----- Input -----

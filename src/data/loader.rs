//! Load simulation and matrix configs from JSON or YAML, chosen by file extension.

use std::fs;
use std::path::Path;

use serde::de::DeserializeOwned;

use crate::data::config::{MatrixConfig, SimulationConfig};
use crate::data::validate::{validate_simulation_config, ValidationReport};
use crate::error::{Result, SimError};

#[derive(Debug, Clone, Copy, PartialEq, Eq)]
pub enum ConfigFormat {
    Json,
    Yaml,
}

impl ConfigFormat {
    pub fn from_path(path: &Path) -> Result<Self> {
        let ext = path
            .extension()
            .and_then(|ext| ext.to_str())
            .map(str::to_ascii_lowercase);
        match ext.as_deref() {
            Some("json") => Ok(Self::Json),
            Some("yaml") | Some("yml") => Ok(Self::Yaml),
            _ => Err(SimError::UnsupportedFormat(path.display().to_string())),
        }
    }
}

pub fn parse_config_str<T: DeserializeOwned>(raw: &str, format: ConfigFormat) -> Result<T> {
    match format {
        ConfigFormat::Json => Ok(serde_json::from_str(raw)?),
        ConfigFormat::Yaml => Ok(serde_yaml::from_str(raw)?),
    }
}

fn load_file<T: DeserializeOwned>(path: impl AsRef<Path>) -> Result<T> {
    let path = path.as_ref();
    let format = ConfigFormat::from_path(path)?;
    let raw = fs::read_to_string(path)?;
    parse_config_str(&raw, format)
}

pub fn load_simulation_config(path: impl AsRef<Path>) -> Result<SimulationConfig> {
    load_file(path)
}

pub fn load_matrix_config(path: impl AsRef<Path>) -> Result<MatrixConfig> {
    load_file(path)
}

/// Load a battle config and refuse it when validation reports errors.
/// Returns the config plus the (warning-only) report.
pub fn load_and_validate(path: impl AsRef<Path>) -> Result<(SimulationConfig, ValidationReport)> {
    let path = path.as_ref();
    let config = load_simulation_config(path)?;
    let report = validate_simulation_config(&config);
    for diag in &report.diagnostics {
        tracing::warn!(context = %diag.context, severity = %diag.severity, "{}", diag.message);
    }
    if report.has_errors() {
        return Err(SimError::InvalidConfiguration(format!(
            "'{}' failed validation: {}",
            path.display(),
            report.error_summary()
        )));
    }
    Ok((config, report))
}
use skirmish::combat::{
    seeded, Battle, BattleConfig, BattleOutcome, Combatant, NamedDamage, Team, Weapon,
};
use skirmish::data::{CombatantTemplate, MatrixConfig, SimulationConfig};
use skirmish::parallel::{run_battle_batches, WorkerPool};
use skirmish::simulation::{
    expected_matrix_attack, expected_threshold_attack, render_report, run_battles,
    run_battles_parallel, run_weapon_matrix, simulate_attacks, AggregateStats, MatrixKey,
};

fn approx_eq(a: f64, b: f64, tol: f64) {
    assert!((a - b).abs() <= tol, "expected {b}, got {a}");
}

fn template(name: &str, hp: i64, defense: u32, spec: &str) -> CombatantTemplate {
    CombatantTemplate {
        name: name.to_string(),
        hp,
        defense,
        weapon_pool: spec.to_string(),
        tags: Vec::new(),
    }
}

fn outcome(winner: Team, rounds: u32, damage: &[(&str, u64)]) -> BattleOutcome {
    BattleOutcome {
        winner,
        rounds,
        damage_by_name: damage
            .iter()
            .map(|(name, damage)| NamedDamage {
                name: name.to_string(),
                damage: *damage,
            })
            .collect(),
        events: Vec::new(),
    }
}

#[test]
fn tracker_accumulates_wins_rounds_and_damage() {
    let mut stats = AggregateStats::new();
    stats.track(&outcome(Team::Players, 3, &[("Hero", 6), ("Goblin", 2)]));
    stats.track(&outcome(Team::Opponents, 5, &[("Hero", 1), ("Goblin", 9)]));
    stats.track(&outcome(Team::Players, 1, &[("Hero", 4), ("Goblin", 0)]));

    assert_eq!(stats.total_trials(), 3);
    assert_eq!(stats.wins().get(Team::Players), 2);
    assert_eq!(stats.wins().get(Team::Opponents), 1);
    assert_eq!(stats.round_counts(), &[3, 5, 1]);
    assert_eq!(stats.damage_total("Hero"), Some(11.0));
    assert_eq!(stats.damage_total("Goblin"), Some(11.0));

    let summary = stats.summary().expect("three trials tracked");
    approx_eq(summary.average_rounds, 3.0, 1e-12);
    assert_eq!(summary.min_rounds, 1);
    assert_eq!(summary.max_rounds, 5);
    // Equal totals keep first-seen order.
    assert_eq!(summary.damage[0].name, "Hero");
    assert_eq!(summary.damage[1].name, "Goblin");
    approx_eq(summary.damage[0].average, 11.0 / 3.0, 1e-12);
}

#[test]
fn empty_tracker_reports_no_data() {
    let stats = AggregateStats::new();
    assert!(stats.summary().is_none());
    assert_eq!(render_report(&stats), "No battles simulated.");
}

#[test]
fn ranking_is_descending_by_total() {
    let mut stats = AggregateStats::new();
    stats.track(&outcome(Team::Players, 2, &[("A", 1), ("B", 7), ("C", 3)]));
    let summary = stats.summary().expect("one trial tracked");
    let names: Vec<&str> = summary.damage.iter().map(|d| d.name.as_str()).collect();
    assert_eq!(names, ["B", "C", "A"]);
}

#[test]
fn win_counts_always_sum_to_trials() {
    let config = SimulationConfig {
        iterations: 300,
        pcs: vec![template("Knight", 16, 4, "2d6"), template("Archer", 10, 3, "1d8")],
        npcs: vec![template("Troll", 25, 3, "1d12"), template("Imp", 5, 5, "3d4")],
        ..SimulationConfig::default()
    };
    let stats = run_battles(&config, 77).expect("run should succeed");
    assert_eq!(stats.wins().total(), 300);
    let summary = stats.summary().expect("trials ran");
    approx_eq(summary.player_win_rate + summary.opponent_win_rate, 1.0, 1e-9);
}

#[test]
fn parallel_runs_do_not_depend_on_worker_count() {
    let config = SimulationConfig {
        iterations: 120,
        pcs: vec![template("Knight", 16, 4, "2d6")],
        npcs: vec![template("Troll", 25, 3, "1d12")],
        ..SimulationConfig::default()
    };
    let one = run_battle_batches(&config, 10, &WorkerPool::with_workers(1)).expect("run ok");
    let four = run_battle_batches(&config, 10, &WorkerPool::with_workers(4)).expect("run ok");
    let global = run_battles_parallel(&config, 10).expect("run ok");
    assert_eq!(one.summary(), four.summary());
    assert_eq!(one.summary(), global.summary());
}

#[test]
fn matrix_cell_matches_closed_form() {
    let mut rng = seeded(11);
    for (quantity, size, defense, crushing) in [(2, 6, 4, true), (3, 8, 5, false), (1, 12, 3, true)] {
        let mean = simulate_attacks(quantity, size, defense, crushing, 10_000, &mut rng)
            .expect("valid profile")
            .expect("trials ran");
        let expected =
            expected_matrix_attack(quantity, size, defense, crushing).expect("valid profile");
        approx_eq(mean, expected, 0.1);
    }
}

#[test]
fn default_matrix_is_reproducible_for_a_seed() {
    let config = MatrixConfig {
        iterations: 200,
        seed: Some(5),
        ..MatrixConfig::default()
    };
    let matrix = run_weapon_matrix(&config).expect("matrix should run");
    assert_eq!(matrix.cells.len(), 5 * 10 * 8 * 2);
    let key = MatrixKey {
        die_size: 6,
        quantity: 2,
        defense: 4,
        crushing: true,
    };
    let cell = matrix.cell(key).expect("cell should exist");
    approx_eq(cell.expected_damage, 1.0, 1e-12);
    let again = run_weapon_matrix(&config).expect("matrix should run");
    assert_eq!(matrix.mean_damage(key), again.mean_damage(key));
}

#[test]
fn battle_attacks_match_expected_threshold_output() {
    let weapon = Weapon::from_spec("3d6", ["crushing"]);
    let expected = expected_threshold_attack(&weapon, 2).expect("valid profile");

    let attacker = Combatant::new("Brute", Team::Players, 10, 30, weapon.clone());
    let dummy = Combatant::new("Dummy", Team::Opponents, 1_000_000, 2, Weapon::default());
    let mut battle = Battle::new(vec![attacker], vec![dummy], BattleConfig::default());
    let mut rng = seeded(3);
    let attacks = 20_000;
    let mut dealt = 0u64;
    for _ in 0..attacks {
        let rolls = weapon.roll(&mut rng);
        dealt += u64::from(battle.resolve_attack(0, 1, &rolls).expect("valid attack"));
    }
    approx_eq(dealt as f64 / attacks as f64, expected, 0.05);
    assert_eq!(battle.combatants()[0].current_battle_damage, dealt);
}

-----
----- Input -----

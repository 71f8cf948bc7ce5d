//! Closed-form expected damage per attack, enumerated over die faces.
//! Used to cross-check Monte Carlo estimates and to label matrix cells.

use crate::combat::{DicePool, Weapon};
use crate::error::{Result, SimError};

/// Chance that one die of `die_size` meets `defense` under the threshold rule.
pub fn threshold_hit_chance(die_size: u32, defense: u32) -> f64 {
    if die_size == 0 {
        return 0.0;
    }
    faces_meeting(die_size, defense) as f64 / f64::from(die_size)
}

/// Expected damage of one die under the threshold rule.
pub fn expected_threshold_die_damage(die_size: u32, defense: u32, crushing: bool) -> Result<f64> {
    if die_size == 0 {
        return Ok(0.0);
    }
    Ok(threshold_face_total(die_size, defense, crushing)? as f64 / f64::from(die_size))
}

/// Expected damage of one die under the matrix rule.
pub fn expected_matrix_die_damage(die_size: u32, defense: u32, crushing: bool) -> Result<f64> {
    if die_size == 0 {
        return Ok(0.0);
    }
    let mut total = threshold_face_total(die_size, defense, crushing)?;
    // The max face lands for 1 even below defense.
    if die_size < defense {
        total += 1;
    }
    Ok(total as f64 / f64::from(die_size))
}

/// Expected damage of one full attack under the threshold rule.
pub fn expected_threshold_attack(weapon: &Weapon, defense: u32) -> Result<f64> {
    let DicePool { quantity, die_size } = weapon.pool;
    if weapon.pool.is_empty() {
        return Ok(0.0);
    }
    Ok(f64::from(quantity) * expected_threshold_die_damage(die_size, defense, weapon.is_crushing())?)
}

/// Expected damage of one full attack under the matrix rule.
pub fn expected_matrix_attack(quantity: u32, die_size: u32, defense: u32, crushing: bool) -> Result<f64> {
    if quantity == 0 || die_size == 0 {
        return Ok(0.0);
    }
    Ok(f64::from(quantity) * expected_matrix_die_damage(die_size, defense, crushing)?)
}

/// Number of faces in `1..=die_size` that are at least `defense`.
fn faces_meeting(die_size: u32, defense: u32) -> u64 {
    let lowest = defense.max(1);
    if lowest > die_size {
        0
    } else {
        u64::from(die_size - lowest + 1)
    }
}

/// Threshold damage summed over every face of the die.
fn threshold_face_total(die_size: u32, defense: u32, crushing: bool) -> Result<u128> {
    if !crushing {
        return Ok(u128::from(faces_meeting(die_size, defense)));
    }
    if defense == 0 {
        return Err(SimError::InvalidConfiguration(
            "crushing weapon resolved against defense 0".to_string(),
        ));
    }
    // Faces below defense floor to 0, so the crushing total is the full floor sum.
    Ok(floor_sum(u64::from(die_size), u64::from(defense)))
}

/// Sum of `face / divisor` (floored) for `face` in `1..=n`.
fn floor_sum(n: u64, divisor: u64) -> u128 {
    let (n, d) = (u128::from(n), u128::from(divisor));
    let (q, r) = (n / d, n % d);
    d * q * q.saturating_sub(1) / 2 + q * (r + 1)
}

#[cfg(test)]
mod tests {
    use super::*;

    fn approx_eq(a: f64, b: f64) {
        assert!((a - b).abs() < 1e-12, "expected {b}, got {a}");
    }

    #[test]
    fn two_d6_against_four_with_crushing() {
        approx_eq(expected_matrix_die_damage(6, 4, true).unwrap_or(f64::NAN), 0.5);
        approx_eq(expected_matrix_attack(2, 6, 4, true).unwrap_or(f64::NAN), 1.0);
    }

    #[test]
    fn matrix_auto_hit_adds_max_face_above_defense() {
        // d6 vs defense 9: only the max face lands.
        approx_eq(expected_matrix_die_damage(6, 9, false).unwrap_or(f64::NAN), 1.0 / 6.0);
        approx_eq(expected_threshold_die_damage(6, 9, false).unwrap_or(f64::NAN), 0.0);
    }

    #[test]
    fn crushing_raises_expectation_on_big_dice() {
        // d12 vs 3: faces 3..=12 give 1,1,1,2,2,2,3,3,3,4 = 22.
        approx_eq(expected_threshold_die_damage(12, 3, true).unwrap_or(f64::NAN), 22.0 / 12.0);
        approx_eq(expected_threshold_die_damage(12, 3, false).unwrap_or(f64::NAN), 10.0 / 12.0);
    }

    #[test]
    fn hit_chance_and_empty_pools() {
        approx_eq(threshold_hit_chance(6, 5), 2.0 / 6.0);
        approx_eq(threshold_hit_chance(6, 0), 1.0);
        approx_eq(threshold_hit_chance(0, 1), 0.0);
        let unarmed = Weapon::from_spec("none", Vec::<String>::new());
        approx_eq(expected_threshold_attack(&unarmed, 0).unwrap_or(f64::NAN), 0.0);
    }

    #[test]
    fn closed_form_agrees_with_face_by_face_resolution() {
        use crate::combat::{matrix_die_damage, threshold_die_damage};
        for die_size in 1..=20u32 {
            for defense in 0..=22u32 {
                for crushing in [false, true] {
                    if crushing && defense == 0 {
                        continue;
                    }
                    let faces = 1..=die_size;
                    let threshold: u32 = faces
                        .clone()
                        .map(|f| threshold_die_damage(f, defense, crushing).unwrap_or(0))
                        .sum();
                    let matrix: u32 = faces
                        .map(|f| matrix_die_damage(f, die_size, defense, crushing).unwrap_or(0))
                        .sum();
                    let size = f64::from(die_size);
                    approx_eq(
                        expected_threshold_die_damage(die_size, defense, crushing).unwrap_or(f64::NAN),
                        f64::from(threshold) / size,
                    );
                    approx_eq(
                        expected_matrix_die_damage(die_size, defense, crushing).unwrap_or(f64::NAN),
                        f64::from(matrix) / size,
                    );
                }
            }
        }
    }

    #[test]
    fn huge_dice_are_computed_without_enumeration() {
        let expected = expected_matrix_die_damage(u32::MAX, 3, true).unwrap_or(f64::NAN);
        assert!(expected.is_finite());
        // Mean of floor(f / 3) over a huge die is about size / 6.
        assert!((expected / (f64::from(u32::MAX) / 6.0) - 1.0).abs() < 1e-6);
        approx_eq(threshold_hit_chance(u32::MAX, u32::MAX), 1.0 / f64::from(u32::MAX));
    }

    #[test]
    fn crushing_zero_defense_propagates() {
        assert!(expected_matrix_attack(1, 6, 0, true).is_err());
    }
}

-----

- [Requirement]
Show the lines above with "that".

- [The answer]
/// Chance that one die of `die_size` meets `defense` under the threshold rule.
/// Number of faces in `1..=die_size` that are at least `defense`.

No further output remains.